[INSTRUCTIONS TO FOLLOW]
Within the material below, find each line bearing the word "DeserializeOwned" and present it.

------------------------------------------------------------

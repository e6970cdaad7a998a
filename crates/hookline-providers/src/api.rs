//! Shared REST plumbing for provider adapters.

use crate::GitError;
use reqwest::Method;
use reqwest::header::{HeaderMap, HeaderName, HeaderValue};
use serde::Serialize;
use serde::de::DeserializeOwned;

const USER_AGENT: &str = "Hookline";

/// Authenticated REST client bound to one git host.
#[derive(Clone)]
pub(crate) struct ApiClient {
    client: reqwest::Client,
    headers: HeaderMap,
}

impl ApiClient {
    /// `auth` is the host-specific token header, e.g. `("authorization", "token abc")`.
    /// Header names must be lowercase.
    pub(crate) fn new(
        client: reqwest::Client,
        auth: Option<(&'static str, String)>,
        extra: &[(&'static str, &'static str)],
    ) -> Self {
        let mut headers = HeaderMap::new();
        headers.insert(
            reqwest::header::USER_AGENT,
            HeaderValue::from_static(USER_AGENT),
        );
        for (name, value) in extra {
            headers.insert(
                HeaderName::from_static(name),
                HeaderValue::from_static(value),
            );
        }
        if let Some((name, token)) = auth {
            // Tokens with control characters cannot be sent; calls then go
            // out unauthenticated and the host answers 401.
            if let Ok(mut value) = HeaderValue::from_str(&token) {
                value.set_sensitive(true);
                headers.insert(HeaderName::from_static(name), value);
            }
        }
        Self { client, headers }
    }

    /// Send a request and return the response body of a 2xx answer.
    pub(crate) async fn send<B: Serialize + ?Sized>(
        &self,
        method: Method,
        url: &str,
        body: Option<&B>,
    ) -> Result<String, GitError> {
        let mut request = self
            .client
            .request(method, url)
            .headers(self.headers.clone());
        if let Some(body) = body {
            request = request.json(body);
        }

        let response = request
            .send()
            .await
            .map_err(|e| GitError::Request(e.to_string()))?;

        let status = response.status();
        let text = response
            .text()
            .await
            .map_err(|e| GitError::Request(format!("failed to read response body: {}", e)))?;
        if !status.is_success() {
            return Err(GitError::Api {
                status: status.as_u16(),
                message: text,
            });
        }

        Ok(text)
    }

    pub(crate) async fn get_json<T: DeserializeOwned>(&self, url: &str) -> Result<T, GitError> {
        let text = self.send::<()>(Method::GET, url, None).await?;
        serde_json::from_str(&text).map_err(|e| GitError::Parse(e.to_string()))
    }

    pub(crate) async fn post<B: Serialize + ?Sized>(
        &self,
        url: &str,
        body: &B,
    ) -> Result<(), GitError> {
        self.send(Method::POST, url, Some(body)).await.map(|_| ())
    }

    pub(crate) async fn delete(&self, url: &str) -> Result<(), GitError> {
        self.send::<()>(Method::DELETE, url, None)
            .await
            .map(|_| ())
    }
}

/// Value of a request header, if present and valid UTF-8.
pub(crate) fn header<'a>(headers: &'a http::HeaderMap, name: &str) -> Option<&'a str> {
    headers.get(name).and_then(|v| v.to_str().ok())
}
//! Job sinks for Hookline.
//!
//! - [`KubernetesSink`] creates `IntegrationJob` custom resources
//! - [`InMemorySink`] keeps jobs in process memory

pub mod kubernetes;
pub mod memory;

pub use kubernetes::KubernetesSink;
pub use memory::InMemorySink;
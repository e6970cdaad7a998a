//! API error handling.

use axum::Json;
use axum::http::StatusCode;
use axum::response::{IntoResponse, Response};
use serde_json::json;

/// API error type.
#[derive(Debug)]
pub enum ApiError {
    BadRequest(String),
    Unauthorized(String),
    Internal(String),
}

impl IntoResponse for ApiError {
    fn into_response(self) -> Response {
        let (status, message) = match self {
            ApiError::BadRequest(msg) => (StatusCode::BAD_REQUEST, msg),
            ApiError::Unauthorized(msg) => (StatusCode::UNAUTHORIZED, msg),
            ApiError::Internal(msg) => (StatusCode::INTERNAL_SERVER_ERROR, msg),
        };

        let body = Json(json!({
            "error": message
        }));

        (status, body).into_response()
    }
}

impl From<hookline_core::Error> for ApiError {
    fn from(err: hookline_core::Error) -> Self {
        match err {
            hookline_core::Error::Authentication(msg) => ApiError::Unauthorized(msg),
            hookline_core::Error::Configuration(msg) => ApiError::BadRequest(msg),
            hookline_core::Error::InvalidInput(msg) => ApiError::BadRequest(msg),
            _ => ApiError::Internal(err.to_string()),
        }
    }
}
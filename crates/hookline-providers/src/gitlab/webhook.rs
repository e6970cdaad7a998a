//! GitLab webhook payloads and their canonical form.

use chrono::{DateTime, NaiveDateTime, Utc};
use hookline_core::git::{
    self, BaseRef, HeadRef, IssueComment, PullRequestAction, PullRequestState, Webhook,
};
use serde::de::DeserializeOwned;
use serde::{Deserialize, Serialize};

use crate::GitError;

#[derive(Debug, Deserialize)]
pub(crate) struct MergeRequestWebhook {
    pub user: User,
    pub project: Project,
    pub object_attributes: MergeRequestAttributes,
}

#[derive(Debug, Deserialize)]
pub(crate) struct MergeRequestAttributes {
    pub iid: u64,
    #[serde(default)]
    pub title: String,
    pub state: String,
    #[serde(default)]
    pub action: Option<String>,
    pub url: String,
    pub source_branch: String,
    pub target_branch: String,
    pub last_commit: LastCommit,
    /// Previous head; only set on updates that pushed new commits.
    #[serde(default)]
    pub oldrev: Option<String>,
}

#[derive(Debug, Deserialize)]
pub(crate) struct LastCommit {
    pub id: String,
}

/// Shared by `Push Hook` and `Tag Push Hook`.
#[derive(Debug, Deserialize)]
pub(crate) struct PushWebhook {
    pub r#ref: String,
    pub after: String,
    pub user_id: u64,
    pub user_username: String,
    #[serde(default)]
    pub user_email: Option<String>,
    pub project: Project,
}

#[derive(Debug, Deserialize)]
pub(crate) struct NoteWebhook {
    pub user: User,
    pub project: Project,
    pub object_attributes: NoteAttributes,
    #[serde(default)]
    pub merge_request: Option<Noteable>,
    #[serde(default)]
    pub issue: Option<Noteable>,
}

#[derive(Debug, Deserialize)]
pub(crate) struct NoteAttributes {
    pub note: String,
    pub noteable_type: String,
    #[serde(default)]
    pub created_at: Option<String>,
}

#[derive(Debug, Deserialize)]
pub(crate) struct Noteable {
    pub iid: u64,
}

#[derive(Debug, Deserialize)]
pub(crate) struct Project {
    pub path_with_namespace: String,
    pub web_url: String,
}

#[derive(Debug, Deserialize)]
pub(crate) struct User {
    pub id: u64,
    pub username: String,
    #[serde(default)]
    pub email: Option<String>,
}

#[derive(Debug, Deserialize)]
pub(crate) struct WebhookEntry {
    pub id: u64,
    pub url: String,
}

#[derive(Debug, Serialize)]
pub(crate) struct RegistrationBody<'a> {
    pub id: &'a str,
    pub url: &'a str,
    pub token: &'a str,
    pub push_events: bool,
    pub tag_push_events: bool,
    pub merge_requests_events: bool,
    pub note_events: bool,
    pub confidential_note_events: bool,
    pub issues_events: bool,
    pub confidential_issues_events: bool,
    pub job_events: bool,
    pub pipeline_events: bool,
    pub wiki_page_events: bool,
    pub deployment_events: bool,
    pub enable_ssl_verification: bool,
}

impl<'a> RegistrationBody<'a> {
    /// Subscribe to every event type.
    pub fn all_events(id: &'a str, url: &'a str, token: &'a str) -> Self {
        Self {
            id,
            url,
            token,
            push_events: true,
            tag_push_events: true,
            merge_requests_events: true,
            note_events: true,
            confidential_note_events: true,
            issues_events: true,
            confidential_issues_events: true,
            job_events: true,
            pipeline_events: true,
            wiki_page_events: true,
            deployment_events: true,
            enable_ssl_verification: false,
        }
    }
}

#[derive(Debug, Serialize)]
pub(crate) struct CommitStatusBody<'a> {
    pub state: &'static str,
    pub target_url: &'a str,
    pub description: &'a str,
    pub context: &'a str,
}

#[derive(Debug, Serialize)]
pub(crate) struct CommentBody<'a> {
    pub body: &'a str,
}

#[derive(Debug, Deserialize)]
pub(crate) struct UserInfo {
    pub id: u64,
    pub username: String,
    #[serde(default)]
    pub email: Option<String>,
    #[serde(default)]
    pub public_email: Option<String>,
}

#[derive(Debug, Deserialize)]
pub(crate) struct UserPermission {
    pub access_level: u32,
}

impl From<User> for git::User {
    fn from(user: User) -> Self {
        git::User {
            id: user.id,
            name: user.username,
            email: user.email,
        }
    }
}

impl From<Project> for git::Repository {
    fn from(project: Project) -> Self {
        git::Repository {
            name: project.path_with_namespace,
            url: project.web_url,
        }
    }
}

fn decode<T: DeserializeOwned>(body: &[u8]) -> Result<T, GitError> {
    serde_json::from_slice(body).map_err(|e| GitError::Parse(e.to_string()))
}

/// GitLab has used both RFC 3339 and `2024-03-01 10:00:00 UTC` for note timestamps.
fn parse_timestamp(raw: &str) -> Option<DateTime<Utc>> {
    DateTime::parse_from_rfc3339(raw)
        .map(|t| t.with_timezone(&Utc))
        .ok()
        .or_else(|| {
            NaiveDateTime::parse_from_str(raw, "%Y-%m-%d %H:%M:%S UTC")
                .map(|t| t.and_utc())
                .ok()
        })
}

fn action(attrs: &MergeRequestAttributes) -> PullRequestAction {
    match attrs.action.as_deref() {
        Some("open") => PullRequestAction::Opened,
        Some("reopen") => PullRequestAction::Reopened,
        Some("update") if attrs.oldrev.is_some() => PullRequestAction::Synchronized,
        Some("close") | Some("merge") => PullRequestAction::Closed,
        other => PullRequestAction::Other(other.unwrap_or_default().to_string()),
    }
}

pub(crate) fn parse_merge_request(body: &[u8]) -> Result<Webhook, GitError> {
    let data: MergeRequestWebhook = decode(body)?;
    let action = action(&data.object_attributes);
    let attrs = data.object_attributes;

    let pr = git::PullRequest {
        id: attrs.iid,
        action,
        title: attrs.title,
        state: if attrs.state == "opened" {
            PullRequestState::Open
        } else {
            PullRequestState::Closed
        },
        url: attrs.url,
        sender: data.user.into(),
        base: BaseRef {
            r#ref: attrs.target_branch,
        },
        head: HeadRef {
            r#ref: attrs.source_branch,
            sha: attrs.last_commit.id,
        },
    };
    Ok(Webhook::pull_request(data.project.into(), pr))
}

pub(crate) fn parse_push(body: &[u8]) -> Result<Webhook, GitError> {
    let data: PushWebhook = decode(body)?;
    let push = git::Push {
        r#ref: data.r#ref,
        sha: data.after,
        sender: git::User {
            id: data.user_id,
            name: data.user_username,
            email: data.user_email,
        },
    };
    Ok(Webhook::push(data.project.into(), push))
}

/// Notes on commits and snippets have no canonical form and yield `None`.
pub(crate) fn parse_note(body: &[u8]) -> Result<Option<Webhook>, GitError> {
    let data: NoteWebhook = decode(body)?;
    let (noteable, is_pull_request) = match data.object_attributes.noteable_type.as_str() {
        "MergeRequest" => (data.merge_request, true),
        "Issue" => (data.issue, false),
        _ => return Ok(None),
    };
    let noteable = noteable.ok_or_else(|| {
        GitError::Parse(format!(
            "note on {} without its target",
            data.object_attributes.noteable_type
        ))
    })?;

    let comment = IssueComment {
        comment: git::Comment {
            body: data.object_attributes.note,
            created_at: data
                .object_attributes
                .created_at
                .as_deref()
                .and_then(parse_timestamp),
        },
        issue_number: noteable.iid,
        is_pull_request,
        sender: data.user.into(),
    };
    Ok(Some(Webhook::issue_comment(data.project.into(), comment)))
}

------------------------------------------------------------

[SOLUTION TO THIS EXERCISE]
use serde::de::DeserializeOwned;
    pub(crate) async fn get_json<T: DeserializeOwned>(&self, url: &str) -> Result<T, GitError> {
use serde::de::DeserializeOwned;
fn decode<T: DeserializeOwned>(body: &[u8]) -> Result<T, GitError> {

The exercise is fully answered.